DATA TO EXAMINE
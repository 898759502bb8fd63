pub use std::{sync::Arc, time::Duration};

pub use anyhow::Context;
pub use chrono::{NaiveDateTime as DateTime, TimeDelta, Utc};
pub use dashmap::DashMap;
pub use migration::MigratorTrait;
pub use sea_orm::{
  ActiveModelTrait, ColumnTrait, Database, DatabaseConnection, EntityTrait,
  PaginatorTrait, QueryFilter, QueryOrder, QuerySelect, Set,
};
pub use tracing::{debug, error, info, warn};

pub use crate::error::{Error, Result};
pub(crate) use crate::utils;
...
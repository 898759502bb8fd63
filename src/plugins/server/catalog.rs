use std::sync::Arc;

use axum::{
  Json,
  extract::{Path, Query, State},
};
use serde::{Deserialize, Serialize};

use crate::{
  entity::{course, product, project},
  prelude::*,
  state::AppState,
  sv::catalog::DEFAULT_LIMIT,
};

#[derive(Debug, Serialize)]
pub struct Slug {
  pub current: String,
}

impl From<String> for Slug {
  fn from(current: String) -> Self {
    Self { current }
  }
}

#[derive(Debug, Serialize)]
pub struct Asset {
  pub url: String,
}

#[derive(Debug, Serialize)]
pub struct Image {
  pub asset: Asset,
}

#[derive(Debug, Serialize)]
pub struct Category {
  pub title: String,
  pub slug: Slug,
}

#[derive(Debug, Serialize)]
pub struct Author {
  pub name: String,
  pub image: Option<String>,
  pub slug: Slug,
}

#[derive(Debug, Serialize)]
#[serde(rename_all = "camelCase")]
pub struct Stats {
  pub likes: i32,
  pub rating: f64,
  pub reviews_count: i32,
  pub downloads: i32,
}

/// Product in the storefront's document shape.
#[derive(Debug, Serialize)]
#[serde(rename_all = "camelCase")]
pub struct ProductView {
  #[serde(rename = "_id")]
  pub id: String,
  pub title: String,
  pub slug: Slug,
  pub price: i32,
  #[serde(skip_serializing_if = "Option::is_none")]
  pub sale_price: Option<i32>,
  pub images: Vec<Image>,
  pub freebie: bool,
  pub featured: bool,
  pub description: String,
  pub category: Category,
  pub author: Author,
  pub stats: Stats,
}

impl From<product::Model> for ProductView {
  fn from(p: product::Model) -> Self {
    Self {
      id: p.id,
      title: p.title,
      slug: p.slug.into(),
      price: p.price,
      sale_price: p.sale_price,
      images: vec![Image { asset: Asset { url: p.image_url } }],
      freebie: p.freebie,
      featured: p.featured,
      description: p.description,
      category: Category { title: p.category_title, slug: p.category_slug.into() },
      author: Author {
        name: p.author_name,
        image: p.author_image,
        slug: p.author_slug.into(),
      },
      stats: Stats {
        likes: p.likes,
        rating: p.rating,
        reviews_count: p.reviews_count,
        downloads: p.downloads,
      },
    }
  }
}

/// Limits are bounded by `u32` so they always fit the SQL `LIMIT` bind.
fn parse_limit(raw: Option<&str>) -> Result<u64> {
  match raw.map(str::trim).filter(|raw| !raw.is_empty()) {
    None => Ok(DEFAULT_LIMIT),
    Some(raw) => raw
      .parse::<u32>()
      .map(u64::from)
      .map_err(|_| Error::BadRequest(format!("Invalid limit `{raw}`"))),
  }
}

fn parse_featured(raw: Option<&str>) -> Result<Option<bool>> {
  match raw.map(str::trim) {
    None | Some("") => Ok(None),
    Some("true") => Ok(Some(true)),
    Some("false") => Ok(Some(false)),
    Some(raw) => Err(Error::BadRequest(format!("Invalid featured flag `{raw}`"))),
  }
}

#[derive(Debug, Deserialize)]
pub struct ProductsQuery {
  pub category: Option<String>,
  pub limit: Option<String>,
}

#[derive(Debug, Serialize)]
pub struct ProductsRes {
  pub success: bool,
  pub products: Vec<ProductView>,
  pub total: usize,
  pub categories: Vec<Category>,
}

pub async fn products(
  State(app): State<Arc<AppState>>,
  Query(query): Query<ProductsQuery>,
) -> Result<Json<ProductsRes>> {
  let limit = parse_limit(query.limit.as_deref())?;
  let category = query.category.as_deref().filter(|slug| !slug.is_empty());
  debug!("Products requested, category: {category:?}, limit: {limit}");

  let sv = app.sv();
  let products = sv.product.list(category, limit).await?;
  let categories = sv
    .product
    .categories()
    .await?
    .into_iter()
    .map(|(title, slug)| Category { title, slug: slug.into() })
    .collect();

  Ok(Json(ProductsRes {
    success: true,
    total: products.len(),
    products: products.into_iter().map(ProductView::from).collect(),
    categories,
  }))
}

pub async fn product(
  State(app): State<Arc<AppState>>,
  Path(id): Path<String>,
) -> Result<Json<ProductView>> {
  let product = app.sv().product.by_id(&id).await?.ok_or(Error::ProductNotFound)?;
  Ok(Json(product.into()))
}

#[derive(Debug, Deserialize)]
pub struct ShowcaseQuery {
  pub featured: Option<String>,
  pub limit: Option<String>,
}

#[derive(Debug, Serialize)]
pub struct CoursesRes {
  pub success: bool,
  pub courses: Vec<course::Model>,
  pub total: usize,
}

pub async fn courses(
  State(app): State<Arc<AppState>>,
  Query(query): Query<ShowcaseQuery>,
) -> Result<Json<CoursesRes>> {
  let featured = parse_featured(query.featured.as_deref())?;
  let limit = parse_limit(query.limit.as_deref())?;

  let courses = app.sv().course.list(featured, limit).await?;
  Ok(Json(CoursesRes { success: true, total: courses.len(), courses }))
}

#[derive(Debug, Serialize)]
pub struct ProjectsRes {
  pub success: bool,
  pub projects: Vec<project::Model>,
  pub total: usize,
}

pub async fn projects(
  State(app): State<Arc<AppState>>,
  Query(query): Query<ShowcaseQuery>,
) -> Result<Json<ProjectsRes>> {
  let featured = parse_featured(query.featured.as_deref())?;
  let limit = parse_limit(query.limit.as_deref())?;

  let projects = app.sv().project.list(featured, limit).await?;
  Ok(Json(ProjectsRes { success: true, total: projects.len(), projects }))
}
--
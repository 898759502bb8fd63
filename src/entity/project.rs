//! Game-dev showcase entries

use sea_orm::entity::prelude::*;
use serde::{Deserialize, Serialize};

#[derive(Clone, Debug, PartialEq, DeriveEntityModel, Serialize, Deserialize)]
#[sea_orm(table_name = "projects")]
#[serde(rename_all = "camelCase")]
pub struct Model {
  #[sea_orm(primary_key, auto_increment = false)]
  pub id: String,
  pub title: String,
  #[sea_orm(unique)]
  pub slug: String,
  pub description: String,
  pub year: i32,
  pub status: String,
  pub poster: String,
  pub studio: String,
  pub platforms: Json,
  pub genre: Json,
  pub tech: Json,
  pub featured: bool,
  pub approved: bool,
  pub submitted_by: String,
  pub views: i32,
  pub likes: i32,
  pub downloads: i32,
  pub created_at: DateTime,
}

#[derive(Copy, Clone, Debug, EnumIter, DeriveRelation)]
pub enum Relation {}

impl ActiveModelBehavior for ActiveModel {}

TASK DETAILS
Whenever the word "ProductView" occurs in a line above, copy that line.

TASK SOLUTION
pub struct ProductView {
impl From<product::Model> for ProductView {
  pub products: Vec<ProductView>,
    products: products.into_iter().map(ProductView::from).collect(),
) -> Result<Json<ProductView>> {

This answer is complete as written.